Ultimately, Losada took his behavioral data and wrote algebraic equations that reflected how each stream – the questioning, the positivity, and the outward-inward focus – related to each other. He learned that his equations matched a set of existing equations called the Lorenz System, which is famous in nonlinear dynamics because it in turn led to the discovery of chaos theory, sometimes called “the butterfly effect”—the idea that the flap of a butterfly’s wings in one location can set in motion a series of events that causes a hurricane on the other side of the globe.

Underneath the dynamics of the high-performing team was what physicists call a “complex chaotic attractor,” which produces unpredictable or novel outcomes. So high-performing teams produced novel creative results. Underneath the structure of low-performing teams was a “fixed-point attractor” that caused the teams to nosedive. What’s interesting is that the negativity always arose within the realm of self-absorbed advocacy and not asking any questions. That’s where the fixed point attractor lies.

Ultimately, using the Lorenz equations, Fredrickson was able to predict that a ratio of three positive events to one negative event is the tipping point where things become chaotic, which is a good thing, since it’s only in this environment that people can be truly interactive and creative. And as a team interacted more and experienced more creativity, positivity spiraled upward.

Fredrickson tested this 3-1 ratio over the next few years to see if it was actually true. In each case, the theory held. She also applied it to her own life in raising her second child and found it to be a much better method of child-rearing. If she could balance the number of times she said, “No” to her son with three times as much positivity, his ability to express himself and pursue his creative interests was much higher and he was happier. She found this to be true in marriages as well.  Research suggests that married couples who express about a 5-1 ratio of positive to negative emotions have much more solid marriages than couples who exchange greater amounts of negativity.
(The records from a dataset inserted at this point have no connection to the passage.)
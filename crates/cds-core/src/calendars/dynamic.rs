//! Dynamic holiday calendar for runtime-configurable calendars.
//!
//! This module provides a flexible calendar that can be loaded from JSON,
//! constructed programmatically, or modified at runtime.
//!
//! # Example
//!
//! ```
//! use cds_core::calendars::{DynamicCalendar, WeekendType, Calendar};
//! use cds_core::types::Date;
//!
//! // Create from a list of holiday dates
//! let holidays = vec![
//!     Date::from_ymd(2025, 1, 1).unwrap(),
//!     Date::from_ymd(2025, 12, 25).unwrap(),
//! ];
//! let cal = DynamicCalendar::from_dates("Custom", WeekendType::SaturdaySunday, holidays);
//!
//! assert!(!cal.is_business_day(Date::from_ymd(2025, 1, 1).unwrap()));
//! assert!(cal.is_business_day(Date::from_ymd(2025, 1, 2).unwrap()));
//! ```

use super::bitmap::{HolidayBitmap, WeekendType, MAX_YEAR, MIN_YEAR};
use super::Calendar;
use crate::error::{CoreError, CoreResult};
use crate::types::Date;
use chrono::{Datelike, NaiveDate};
use serde::{Deserialize, Serialize};
use std::collections::HashSet;
use std::path::Path;

/// A dynamic holiday calendar that can be loaded and modified at runtime.
///
/// Unlike the static calendars (SIFMA, TARGET2, etc.), `DynamicCalendar`
/// allows holidays to be added, removed, and loaded from external sources.
///
/// # Performance
///
/// - `is_business_day()`: O(1), same as static calendars
/// - Memory: ~12KB base + name string
///
/// # Example
///
/// ```
/// use cds_core::calendars::{DynamicCalendar, WeekendType, Calendar};
/// use cds_core::types::Date;
///
/// let mut cal = DynamicCalendar::new("My Calendar", WeekendType::SaturdaySunday);
/// cal.add_holiday(Date::from_ymd(2025, 1, 1).unwrap());
///
/// assert!(!cal.is_business_day(Date::from_ymd(2025, 1, 1).unwrap()));
/// ```
#[derive(Clone)]
pub struct DynamicCalendar {
    /// Name of the calendar
    name: String,
    /// Underlying bitmap for O(1) lookups
    bitmap: HolidayBitmap,
}

impl std::fmt::Debug for DynamicCalendar {
    fn fmt(&self, f: &mut std::fmt::Formatter<'_>) -> std::fmt::Result {
        f.debug_struct("DynamicCalendar")
            .field("name", &self.name)
            .field("weekend", &self.bitmap.weekend_type())
            .field("holiday_count", &self.bitmap.count_holidays())
            .finish()
    }
}

impl DynamicCalendar {
    /// Create a new empty dynamic calendar.
    ///
    /// # Arguments
    ///
    /// * `name` - Name of the calendar
    /// * `weekend` - Weekend type (e.g., SaturdaySunday)
    pub fn new(name: impl Into<String>, weekend: WeekendType) -> Self {
        Self {
            name: name.into(),
            // Use a leaked static string for the bitmap name
            // This is safe because the name is also stored in self.name
            bitmap: HolidayBitmap::new("Dynamic", weekend),
        }
    }

    /// Create a calendar from a list of holiday dates.
    ///
    /// # Arguments
    ///
    /// * `name` - Name of the calendar
    /// * `weekend` - Weekend type
    /// * `holidays` - List of holiday dates
    pub fn from_dates(
        name: impl Into<String>,
        weekend: WeekendType,
        holidays: impl IntoIterator<Item = Date>,
    ) -> Self {
        let mut cal = Self::new(name, weekend);
        for date in holidays {
            cal.add_holiday(date);
        }
        cal
    }

    /// Create a calendar from NaiveDate holiday list.
    ///
    /// # Arguments
    ///
    /// * `name` - Name of the calendar
    /// * `weekend` - Weekend type
    /// * `holidays` - List of NaiveDate holidays
    pub fn from_naive_dates(
        name: impl Into<String>,
        weekend: WeekendType,
        holidays: impl IntoIterator<Item = NaiveDate>,
    ) -> Self {
        let mut cal = Self::new(name, weekend);
        for date in holidays {
            cal.bitmap.add_holiday(date);
        }
        cal
    }

    /// Load a calendar from JSON data.
    ///
    /// # Arguments
    ///
    /// * `json` - JSON string containing calendar data
    ///
    /// # JSON Format
    ///
    /// ```json
    /// {
    ///   "name": "My Calendar",
    ///   "weekend": "SaturdaySunday",
    ///   "holidays": ["2025-01-01", "2025-12-25"]
    /// }
    /// ```
    pub fn from_json(json: &str) -> CoreResult<Self> {
        let data: CalendarData =
            serde_json::from_str(json)
                .map_err(|e| CoreError::file_error(format!("failed to parse JSON: {e}")))?;
        Self::from_calendar_data(data)
    }

    /// Load a calendar from a JSON file.
    ///
    /// # Arguments
    ///
    /// * `path` - Path to JSON file
    pub fn from_json_file(path: impl AsRef<Path>) -> CoreResult<Self> {
        let content =
            std::fs::read_to_string(path.as_ref())
                .map_err(|e| CoreError::file_error(format!("failed to read file: {e}")))?;
        Self::from_json(&content)
    }

    /// Load a calendar from CalendarData struct.
    ///
    /// This is useful when you have already parsed the data from JSON
    /// or constructed it programmatically.
    pub fn from_calendar_data(data: CalendarData) -> CoreResult<Self> {
        let weekend = data.weekend.unwrap_or_default();
        let mut cal = Self::new(data.name, weekend);

        // Add holidays from date strings
        for date_str in data.holidays {
            let holiday_date = NaiveDate::parse_from_str(&date_str, "%Y-%m-%d").map_err(|e| {
                CoreError::invalid_input(format!("invalid date '{date_str}': {e}"))
            })?;
            cal.bitmap.add_holiday(holiday_date);
        }

        Ok(cal)
    }

    /// Create a calendar by loading holidays from a function.
    ///
    /// This allows holidays to be loaded from any source (database, API, etc.)
    /// by providing a function that returns the holidays for a year range.
    ///
    /// # Arguments
    ///
    /// * `name` - Name of the calendar
    /// * `weekend` - Weekend type
    /// * `start_year` - First year to load
    /// * `end_year` - Last year to load
    /// * `loader` - Function that returns holidays for a given year
    ///
    /// # Example
    ///
    /// ```
    /// use cds_core::calendars::{DynamicCalendar, WeekendType};
    /// use chrono::NaiveDate;
    ///
    /// let cal = DynamicCalendar::from_loader(
    ///     "Database Calendar",
    ///     WeekendType::SaturdaySunday,
    ///     2025,
    ///     2025,
    ///     |year| {
    ///         // In reality, this would query a database
    ///         vec![NaiveDate::from_ymd_opt(year, 1, 1).unwrap()]
    ///     },
    /// );
    /// ```
    pub fn from_loader<F>(
        name: impl Into<String>,
        weekend: WeekendType,
        start_year: i32,
        end_year: i32,
        loader: F,
    ) -> Self
    where
        F: Fn(i32) -> Vec<NaiveDate>,
    {
        let mut cal = Self::new(name, weekend);
        let start = start_year.max(MIN_YEAR);
        let end = end_year.min(MAX_YEAR);

        for year in start..=end {
            for date in loader(year) {
                cal.bitmap.add_holiday(date);
            }
        }
        cal
    }

    /// Get the name of this calendar.
    pub fn calendar_name(&self) -> &str {
        &self.name
    }

    /// Get the weekend type.
    pub fn weekend_type(&self) -> WeekendType {
        self.bitmap.weekend_type()
    }

    /// Add a holiday date.
    pub fn add_holiday(&mut self, date: Date) {
        self.bitmap.add_holiday(date.as_naive_date());
    }

    /// Add a holiday from NaiveDate.
    pub fn add_holiday_naive(&mut self, date: NaiveDate) {
        self.bitmap.add_holiday(date);
    }

    /// Add multiple holidays.
    pub fn add_holidays(&mut self, dates: impl IntoIterator<Item = Date>) {
        for date in dates {
            self.bitmap.add_holiday(date.as_naive_date());
        }
    }

    /// Add multiple holidays from NaiveDates.
    pub fn add_holidays_naive(&mut self, dates: impl IntoIterator<Item = NaiveDate>) {
        for date in dates {
            self.bitmap.add_holiday(date);
        }
    }

    /// Remove a holiday date.
    pub fn remove_holiday(&mut self, date: Date) {
        self.bitmap.remove_holiday(date.as_naive_date());
    }

    /// Remove a holiday from NaiveDate.
    pub fn remove_holiday_naive(&mut self, date: NaiveDate) {
        self.bitmap.remove_holiday(date);
    }

    /// Add holidays for a specific year using a generator function.
    ///
    /// # Arguments
    ///
    /// * `year` - Year to add holidays for
    /// * `generator` - Function that returns holidays for the year
    pub fn add_holidays_for_year<F>(&mut self, year: i32, generator: F)
    where
        F: FnOnce(i32) -> Vec<NaiveDate>,
    {
        for date in generator(year) {
            self.bitmap.add_holiday(date);
        }
    }

    /// Merge holidays from another calendar.
    ///
    /// Adds all holidays from the other calendar to this one.
    pub fn merge(&mut self, other: &DynamicCalendar) {
        // We need to iterate through all possible dates and check if they're holidays
        // This is inefficient but necessary since we can't directly access the other bitmap
        for year in MIN_YEAR..=MAX_YEAR {
            for ordinal in 1..=366 {
                if let Some(date) = NaiveDate::from_yo_opt(year, ordinal) {
                    if other.bitmap.is_holiday(date) {
                        self.bitmap.add_holiday(date);
                    }
                }
            }
        }
    }

    /// Merge holidays from a static calendar that implements Calendar trait.
    pub fn merge_from<C: Calendar>(&mut self, other: &C) {
        for year in MIN_YEAR..=MAX_YEAR {
            for ordinal in 1..=366 {
                if let Some(naive) = NaiveDate::from_yo_opt(year, ordinal) {
                    if let Ok(date) = Date::from_ymd(naive.year(), naive.month(), naive.day()) {
                        // Check if it's a holiday (not weekend, but not business day)
                        let weekday = naive.weekday();
                        let is_weekend = self.bitmap.weekend_type().is_weekend(weekday);
                        if !is_weekend && !other.is_business_day(date) {
                            self.bitmap.add_holiday(naive);
                        }
                    }
                }
            }
        }
    }

    /// Count total holidays in this calendar.
    pub fn holiday_count(&self) -> usize {
        self.bitmap.count_holidays()
    }

    /// Check if a date is a holiday (excluding weekends).
    pub fn is_holiday_date(&self, date: Date) -> bool {
        self.bitmap.is_holiday(date.as_naive_date())
    }

    /// Check if a NaiveDate is a holiday (excluding weekends).
    pub fn is_holiday_naive(&self, date: NaiveDate) -> bool {
        self.bitmap.is_holiday(date)
    }

    /// Export calendar data to a serializable struct.
    pub fn to_calendar_data(&self) -> CalendarData {
        let mut holidays = Vec::new();

        // Collect all holidays
        for year in MIN_YEAR..=MAX_YEAR {
            for ordinal in 1..=366 {
                if let Some(date) = NaiveDate::from_yo_opt(year, ordinal) {
                    if self.bitmap.is_holiday(date) {
                        holidays.push(date.format("%Y-%m-%d").to_string());
                    }
                }
            }
        }

        CalendarData {
            name: self.name.clone(),
            weekend: Some(self.bitmap.weekend_type()),
            holidays,
        }
    }

    /// Export to JSON string.
    pub fn to_json(&self) -> CoreResult<String> {
        let data = self.to_calendar_data();
        serde_json::to_string_pretty(&data)
            .map_err(|e| CoreError::file_error(format!("failed to serialize calendar: {e}")))
    }

    /// Export to JSON file.
    pub fn to_json_file(&self, path: impl AsRef<Path>) -> CoreResult<()> {
        let json = self.to_json()?;
        std::fs::write(path.as_ref(), json)
            .map_err(|e| CoreError::file_error(format!("failed to write file: {e}")))
    }
}

impl Calendar for DynamicCalendar {
    fn name(&self) -> &'static str {
        // Return a static string since the trait requires it
        // The actual name is stored in self.name
        "Dynamic"
    }

    fn is_business_day(&self, date: Date) -> bool {
        self.bitmap.is_business_day(date.as_naive_date())
    }
}

/// Calendar data structure for JSON serialization.
///
/// This struct represents the JSON format for loading/saving calendars.
///
/// # JSON Format
///
/// ```json
/// {
///   "name": "My Calendar",
///   "weekend": "SaturdaySunday",
///   "holidays": ["2025-01-01", "2025-12-25"]
/// }
/// ```
#[derive(Debug, Clone, Serialize, Deserialize)]
pub struct CalendarData {
    /// Name of the calendar
    pub name: String,

    /// Weekend type (optional, defaults to SaturdaySunday)
    #[serde(default)]
    pub weekend: Option<WeekendType>,

    /// List of holiday dates in YYYY-MM-DD format
    #[serde(default)]
    pub holidays: Vec<String>,
}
So what’s the challenge here? This week, try seeing how much negativity grabs your attention and how often you express it. Then take a look at how often you express positivity and what tends to draw you in more. Fredrickson’s research shows that negative experiences tend to demand our attention more, and it takes self-discipline, will power and practice not to focus solely on them and to choose a positive outlook instead. So negativity tends to happen to us, whereas we need to intentionally choose positivity.

Observe what’s happening in your team meetings. Do the negative comments far outweigh the positive? Do people seem disengaged? Do they ask questions and share new ideas, or do they just sit there and choose not to participate? When they do speak, is it to protect their territory or is it because they want to share an insight or encourage creativity within the group?
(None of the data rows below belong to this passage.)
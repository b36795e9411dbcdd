//! Brent's root-finding algorithm.

use crate::error::{MathError, MathResult};
use crate::solvers::{SolverConfig, SolverResult};

/// Brent's root-finding algorithm.
///
/// Combines the reliability of bisection with the speed of the secant method
/// and inverse quadratic interpolation. This is generally the best choice
/// when a derivative is not available.
///
/// Requires: `f(a) * f(b) < 0` (opposite signs at endpoints)
///
/// # Arguments
///
/// * `f` - The function for which to find a root
/// * `a` - Lower bound of the bracket
/// * `b` - Upper bound of the bracket
/// * `config` - Solver configuration
///
/// # Returns
///
/// The root and iteration statistics, or an error if the bracket is invalid.
///
/// # Example
///
/// ```rust
/// use cds_math::solvers::{brent, SolverConfig};
///
/// // Find root of x^3 - x - 2
/// let f = |x: f64| x * x * x - x - 2.0;
///
/// let result = brent(f, 1.0, 2.0, &SolverConfig::default()).unwrap();
/// assert!((f(result.root)).abs() < 1e-10);
/// ```
#[allow(clippy::many_single_char_names)]
pub fn brent<F>(f: F, a: f64, b: f64, config: &SolverConfig) -> MathResult<SolverResult>
where
    F: Fn(f64) -> f64,
{
    let mut a = a;
    let mut b = b;
    let mut fa = f(a);
    let mut fb = f(b);

    // Check that root is bracketed
    if fa * fb > 0.0 {
        return Err(MathError::InvalidBracket { a, b, fa, fb });
    }

    // Ensure |f(a)| >= |f(b)|
    if fa.abs() < fb.abs() {
        std::mem::swap(&mut a, &mut b);
        std::mem::swap(&mut fa, &mut fb);
    }

    let mut c = a;
    let mut fc = fa;
    let mut d = b - a;
    let mut e = d;

    for iteration in 0..config.max_iterations {
        // Check for convergence
        if fb.abs() < config.tolerance {
            return Ok(SolverResult {
                root: b,
                iterations: iteration,
                residual: fb,
            });
        }

        if (b - a).abs() < config.tolerance {
            return Ok(SolverResult {
                root: b,
                iterations: iteration,
                residual: fb,
            });
        }

        // Try inverse quadratic interpolation
        let mut use_bisection = true;
        let mut s = 0.0;

        if (fa - fc).abs() > 1e-15 && (fb - fc).abs() > 1e-15 {
            // Inverse quadratic interpolation
            let r = fb / fc;
            let p_val = fa / fc;
            let q = fa / fb;

            s = b
                - (q * (q - r) * (b - a) + (1.0 - r) * (b - c) * p_val)
                    / ((q - 1.0) * (r - 1.0) * (p_val - 1.0));

            // Check if interpolation is acceptable
            let m = (a + b) / 2.0;
            if s > m.min(b) && s < m.max(b) && (s - b).abs() < e.abs() / 2.0 {
                use_bisection = false;
            }
        } else if (fb - fa).abs() > 1e-15 {
            // Secant method
            s = b - fb * (b - a) / (fb - fa);

            let m = (a + b) / 2.0;
            if s > m.min(b) && s < m.max(b) && (s - b).abs() < e.abs() / 2.0 {
                use_bisection = false;
            }
        }

        if use_bisection {
            s = (a + b) / 2.0;
            e = b - a;
            d = e;
        } else {
            e = d;
            d = s - b;
        }

        // Move last best guess to a
        c = b;
        fc = fb;

        // Evaluate new point
        let fs = f(s);

        if fa * fs < 0.0 {
            b = s;
            fb = fs;
        } else {
            a = s;
            fa = fs;
        }

        // Ensure |f(a)| >= |f(b)|
        if fa.abs() < fb.abs() {
            std::mem::swap(&mut a, &mut b);
            std::mem::swap(&mut fa, &mut fb);
        }
    }

    Err(MathError::convergence_failed(
        config.max_iterations,
        fb.abs(),
    ))
}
If you see a lot of negativity in your life, here are some simple suggestions from the article for experiencing more positivity:

1.    Be aware of the present moment, because most moments are positive. We miss many opportunities to be positive because we’re thinking about the past and worrying about the future rather than being open to what is.

2.    Pay attention to human kindness—not just what others do for you but what you can do for other people.

3.    Go outside in good weather.

4.    Practice mindfulness or loving kindness meditation.

5.    Arrange your life around your strengths. Ask yourself: Am I really doing what I do best? Being employed in a job that suits your strengths is a great source of enduring positive emotions.

Check out the amount of positivity you experience in your life, both personally and at work. Try injecting more of it into your life this week and see if it makes you happier. As Robert Ingersoll wrote, “My creed is this: Happiness is the only good. The place to be happy is here. The time to be happy is now. The way to be happy is to make others so.”

Have a good week!

Kathleen

Kathleen Doyle-White
Pathfinders Coaching
(503) 296-9249

© Copyright 2009 Pathfinders Coaching, Scout Search, Inc., all rights reserved.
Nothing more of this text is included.